Thanks, I saw something about units that were furnished from the old furnishings being used for exchanges.


----------



## alanraycole (Nov 1, 2008)

*Hilton on the Strip is probably the closest nicest resort...*

I have stayed at the Hilton and walked to the Wynn on several occasions. But, one important consideration is that the distance between the two resorts is predominately vacant ground where old resorts have been demolished and new resorts are promised. Although I have walked it late at night several times, the walk between the resorts at night has inspired me to look over my shoulder many a time. There is a trolley, but I have never taken it and, of couse, a taxi would travel the distance in little more than a minute.


----------



## alwysonvac (Nov 2, 2008)

Here's a map - http://www.vegastodayandtomorrow.com/condomap.htm (just scroll down).


----------



## roadtriper (Nov 8, 2008)

*Clarification*



Dean said:


> Thanks, I saw something about units that were furnished from the old furnishings being used for exchanges.
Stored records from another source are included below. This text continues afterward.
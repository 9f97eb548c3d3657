//! Audit logging for the library catalog
//!
//! Records every successful catalog mutation in an append-only log, with
//! before/after values where they exist.
//!
//! # Architecture
//!
//! - `AuditEntry`: one log line with timestamp, operation, entity information,
//!   and optional before/after values.
//! - `AuditLogger`: appends entries to the log file as JSON lines (JSONL) and
//!   reads them back.
//! - `generate_diff`: creates a human-readable summary of what changed.
//!
//! Loans map onto the generic operations: checkout creates a loan, renewal
//! updates it, and return deletes it.

mod diff;
mod entry;
mod logger;

pub use diff::generate_diff;
pub use entry::{AuditEntry, EntityType, Operation};
pub use logger::AuditLogger;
Please see my explination in the other thread   RT


----------



## Dean (Nov 8, 2008)

roadtriper said:


> Please see my explination in the other thread   RT


Thanks.  I called the resort and they didn't act like they knew what I was talking about, which I likely didn't, LOL.  Since the lady seemed knowledgeable overall, I assumed this was the case, that it was temporary.  I did just accept an exchange for a 4/4 unit hoping that the 4/4 was the deluxe larger side.  I could have had a 2 BR but figured that ensuring the larger 1 BR was as good or better for 2 people.  I would like to thank everyone for their help in this area including on this thread, other posts and reviews.  I'll post a review when I return but it is still next Aug/Sep.


----------



## UWSurfer (Nov 8, 2008)

Dean...just curious...which resort?


----------



## Dean (Nov 8, 2008)

UWSurfer said:


> Dean...just curious...which resort?


Sorry, the new summer Bay resort.


----------



## roadtriper (Nov 9, 2008)

Dean said:


> Sorry, the new summer Bay resort.



Dean, there are 2 different 1 bedroom configurations at the new resort. the standard one bedroom is like 515 sq. ft.   we had one of these last week and it would be very comfortable for 2 people  or a couple with a child.  I would consider it a 4/2 as there is no way into the bathroom without cutting through the bedroom.

the deluxe 1 bedroom which I havent seen in person, is aprox 750 sq. ft. and would be a 4/4 as there is 2 seperate privacy entrances into the common single bathroom.   if you havent seen the floorplans they are avail on the Summerbay website.    By next summer the resort should be 100% finished and working at full capacity.  

the Desert Club shuttle schedule shows the Wynn as one of the stops. but that route doesnt start till 10:30 and runs every 2 hours.  the 8am shuttle stops at harrah's    the walk to wynn isn't bad.  north on Koval to Sands Ave. then up to the strip. or there is a way to cut through the Venetian/ Palazzo out to the corner of sands Ave/Strip   RT


----------



## Dean (Nov 9, 2008)

roadtriper said:


> Dean, there are 2 different 1 bedroom configurations at the new resort. the standard one bedroom is like 515 sq. ft.   we had one of these last week and it would be very comfortable for 2 people  or a couple with a child.  I would consider it a 4/2 as there is no way into the bathroom without cutting through the bedroom.
> 
> the deluxe 1 bedroom which I havent seen in person, is aprox 750 sq. ft. and would be a 4/4 as there is 2 seperate privacy entrances into the common single bathroom.   if you havent seen the floorplans they are avail on the Summerbay website.    By next summer the resort should be 100% finished and working at full capacity.
> 
> the Desert Club shuttle schedule shows the Wynn as one of the stops. but that route doesnt start till 10:30 and runs every 2 hours.  the 8am shuttle stops at harrah's    the walk to wynn isn't bad.  north on Koval to Sands Ave. then up to the strip. or there is a way to cut through the Venetian/ Palazzo out to the corner of sands Ave/Strip   RT


Thanks, looking at the RCI online info and Website, I made the assumption that the 4/4 was the larger unit and will attempt to make sure that's what we get.  When I called the resort, the lady didn't seem certain on that subject.  Thanks for the shuttle info, I didn't realize they had one.  That may be helpful.  What we decided to do was take the Friday start date, arrive Fri night or Sat morning to noon and then move to the Wynn the day the conference starts.  That way we'll only have 2 nights at the Wynn and I can save those monies to do a second trip next year or a larger trip the year after.  We'll likely use the shuttle for exploring, etc and thus we may not rent a car otherwise and we may use it to change resort that Friday depending on how light I can get my wife to pack, LOL.


----------